This was so good that it was one of those books I just could not put down. Being thrown into a dystopian nightmare that doesn’t seem so far-fetched is thoroughly unnerving because it’s feels entirely too familiar. We’ve read and seen a lot of imagined dystopias lately where women are quite brutally subjugated, but reading ‘VOX’ felt more subtle and thus a little more frightening.

 

‘VOX’ centers around Dr. Jean McClellan, a former doctor and professor who studied aphasia (loss of speech), and her family, and we quickly see how the new Government ‘rules’, and the ‘Pure’ Movement have affected her family. ‘Bracelets’ have been placed on all females’ wrists, and they track words spoken each day; the word counter allows them only 100 words in 24 hours and beyond that, they’ll receive electric shocks. Jean’s daughter has got to the point to where she barely speaks at all. Women can’t work anymore, use birth control, read, write, spend their own money; men have the ultimate say in everything. There are also stiff punishments for extramarital and premarital sex, even exiling and humiliating teenagers on public TV.

 

Jean is eventually called up by the very Government that has put all of this in place, for her help and expertise. The President’s brother suddenly has lost his ability to talk after an accident and they need her help, as one of the top experts in the country on aphasia. Her rather meek and quiet husband, who works for the Government, encourages her to do it, and she’s motivated by the deal of having her daughter’s word counter removed.

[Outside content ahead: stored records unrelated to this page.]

use serde::{Deserialize, Serialize};

use super::client::Client;
use super::common::ApiQueryParams;
use super::error::ApiError;

#[derive(Debug, Clone, Deserialize, Serialize, PartialEq)]
#[serde(rename_all = "camelCase")]
pub struct RetentionRule {
    #[serde(rename = "type", default = "RetentionRule::expire")]
    pub rule_type: String,
    /// Zero keeps data forever
    pub every_seconds: i64,
    #[serde(skip_serializing_if = "Option::is_none")]
    pub shard_group_duration_seconds: Option<i64>,
}

impl RetentionRule {
    fn expire() -> String {
        "expire".to_string()
    }

    pub fn expire_after(every_seconds: i64) -> Self {
        Self {
            rule_type: Self::expire(),
            every_seconds,
            shard_group_duration_seconds: None,
        }
    }
}

#[derive(Debug, Clone, Deserialize, PartialEq)]
#[serde(rename_all = "camelCase")]
pub struct Bucket {
    pub id: String,
    #[serde(rename = "orgID")]
    pub org_id: Option<String>,
    #[serde(rename = "type")]
    pub bucket_type: Option<String>,
    pub schema_type: Option<String>,
    pub name: String,
    pub description: Option<String>,
    #[serde(default)]
    pub retention_rules: Vec<RetentionRule>,
    pub created_at: Option<String>,
    pub updated_at: Option<String>,
}

impl Bucket {
    /// Retention of the first rule, zero for infinite retention
    pub fn retention_seconds(&self) -> i64 {
        self.retention_rules
            .first()
            .map_or(0, |rule| rule.every_seconds)
    }
}

#[derive(Debug, Deserialize)]
struct Buckets {
    #[serde(default)]
    buckets: Vec<Bucket>,
}

#[derive(Debug, Clone, Serialize)]
#[serde(rename_all = "camelCase")]
pub struct PostBucketRequest {
    #[serde(rename = "orgID")]
    pub org_id: String,
    pub name: String,
    #[serde(skip_serializing_if = "Option::is_none")]
    pub description: Option<String>,
    pub retention_rules: Vec<RetentionRule>,
}

#[derive(Debug, Clone, Default, Serialize)]
#[serde(rename_all = "camelCase")]
pub struct PatchBucketRequest {
    #[serde(skip_serializing_if = "Option::is_none")]
    pub name: Option<String>,
    #[serde(skip_serializing_if = "Option::is_none")]
    pub description: Option<String>,
    #[serde(skip_serializing_if = "Option::is_none")]
    pub retention_rules: Option<Vec<RetentionRule>>,
}

pub struct BucketsApi<'a> {
    client: &'a Client,
}

impl<'a> BucketsApi<'a> {
    pub fn new(client: &'a Client) -> Self {
        Self { client }
    }

    /// List all buckets visible to the token
    /// GET /api/v2/buckets
    pub async fn list(&self) -> Result<Vec<Bucket>, ApiError> {
        self.client
            .get_all_pages("/api/v2/buckets", &ApiQueryParams::new(), |page: Buckets| {
                page.buckets
            })
            .await
    }

    /// Look up a bucket by name
    /// GET /api/v2/buckets?name={name}
    pub async fn find_by_name(&self, name: &str) -> Result<Option<Bucket>, ApiError> {
        let params = ApiQueryParams::new().add("name", name);
        match self
            .client
            .get_with_params::<Buckets>("/api/v2/buckets", &params)
            .await
        {
            Ok(page) => Ok(page.buckets.into_iter().find(|bucket| bucket.name == name)),
            Err(e) if e.is_not_found() => Ok(None),
            Err(e) => Err(e),
        }
    }

    /// GET /api/v2/buckets/{bucketID}
    pub async fn get(&self, bucket_id: &str) -> Result<Bucket, ApiError> {
        self.client
            .get(&format!("/api/v2/buckets/{}", urlencoding::encode(bucket_id)))
            .await
    }

    /// POST /api/v2/buckets
    pub async fn create(&self, request: &PostBucketRequest) -> Result<Bucket, ApiError> {
        self.client.post("/api/v2/buckets", request).await
    }

    /// PATCH /api/v2/buckets/{bucketID}
    pub async fn update(
        &self,
        bucket_id: &str,
        request: &PatchBucketRequest,
    ) -> Result<Bucket, ApiError> {
        self.client
            .patch(
                &format!("/api/v2/buckets/{}", urlencoding::encode(bucket_id)),
                request,
            )
            .await
    }

    /// DELETE /api/v2/buckets/{bucketID}
    pub async fn delete(&self, bucket_id: &str) -> Result<(), ApiError> {
        self.client
            .delete(&format!("/api/v2/buckets/{}", urlencoding::encode(bucket_id)))
            .await
    }
}

#[cfg(test)]
mod tests {
    use super::*;
    use crate::api::RetryConfig;
    use mockito::{Matcher, Server};

    fn client(server: &Server) -> Client {
        Client::with_config(
            &server.url(),
            "secret",
            RetryConfig {
                max_retries: 0,
                ..RetryConfig::default()
            },
        )
        .unwrap()
    }

    #[test]
    fn bucket_without_rules_has_infinite_retention() {
        let bucket: Bucket = serde_json::from_str(
            r#"{"id":"b1","orgID":"o1","type":"user","name":"metrics","retentionRules":[]}"#,
        )
        .unwrap();

        assert_eq!(bucket.retention_seconds(), 0);
        assert_eq!(bucket.bucket_type.as_deref(), Some("user"));
    }

    #[tokio::test]
    async fn create_sends_expire_rule() {
        let mut server = Server::new_async().await;
        let mock = server
            .mock("POST", "/api/v2/buckets")
            .match_body(Matcher::Json(serde_json::json!({
                "orgID": "o1",
                "name": "metrics",
                "retentionRules": [{"type": "expire", "everySeconds": 3600}]
            })))
            .with_status(201)
            .with_body(
                r#"{"id":"b1","orgID":"o1","type":"user","name":"metrics",
                    "retentionRules":[{"type":"expire","everySeconds":3600,"shardGroupDurationSeconds":3600}]}"#,
            )
            .create_async()
            .await;

        let client = client(&server);
        let bucket = client
            .buckets()
            .create(&PostBucketRequest {
                org_id: "o1".to_string(),
                name: "metrics".to_string(),
                description: None,
                retention_rules: vec![RetentionRule::expire_after(3600)],
            })
            .await
            .unwrap();

        assert_eq!(bucket.retention_seconds(), 3600);
        mock.assert_async().await;
    }

    #[tokio::test]
    async fn update_patches_bucket() {
        let mut server = Server::new_async().await;
        let mock = server
            .mock("PATCH", "/api/v2/buckets/b1")
            .match_body(Matcher::Json(serde_json::json!({
                "description": "raw data",
                "retentionRules": [{"type": "expire", "everySeconds": 0}]
            })))
            .with_status(200)
            .with_body(r#"{"id":"b1","name":"metrics","description":"raw data"}"#)
            .create_async()
            .await;

        let client = client(&server);
        let bucket = client
            .buckets()
            .update(
                "b1",
                &PatchBucketRequest {
                    description: Some("raw data".to_string()),
                    retention_rules: Some(vec![RetentionRule::expire_after(0)]),
                    ..Default::default()
                },
            )
            .await
            .unwrap();

        assert_eq!(bucket.description.as_deref(), Some("raw data"));
        mock.assert_async().await;
    }
}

Does this all seem too convenient? Maybe. There are a few plot points that work out a little too easily. But it’s compulsive reading. As well as being one of those books that doesn’t feel so far away from being our truth, it’s hard not feel like this could happen to your family.
That makes it successful.

 

And the fact that we are drawn in by all the hints of other great dystopian novels written by Margaret Atwood, Naomi Alderman (just recently), or even George Orwell, so be it. There are some great action scenes in here, grand questions about how we should be living our lives, a huge argument that is playing now with the ‘Pure Movement’ concept (getting back to basics, and the religious right), and that is really why feel like Dalcher has hit the nail on the head with this. Great read!


*Thank you Penguin for my First Read! Having an early digital copy has not affected my ability to give an honest review.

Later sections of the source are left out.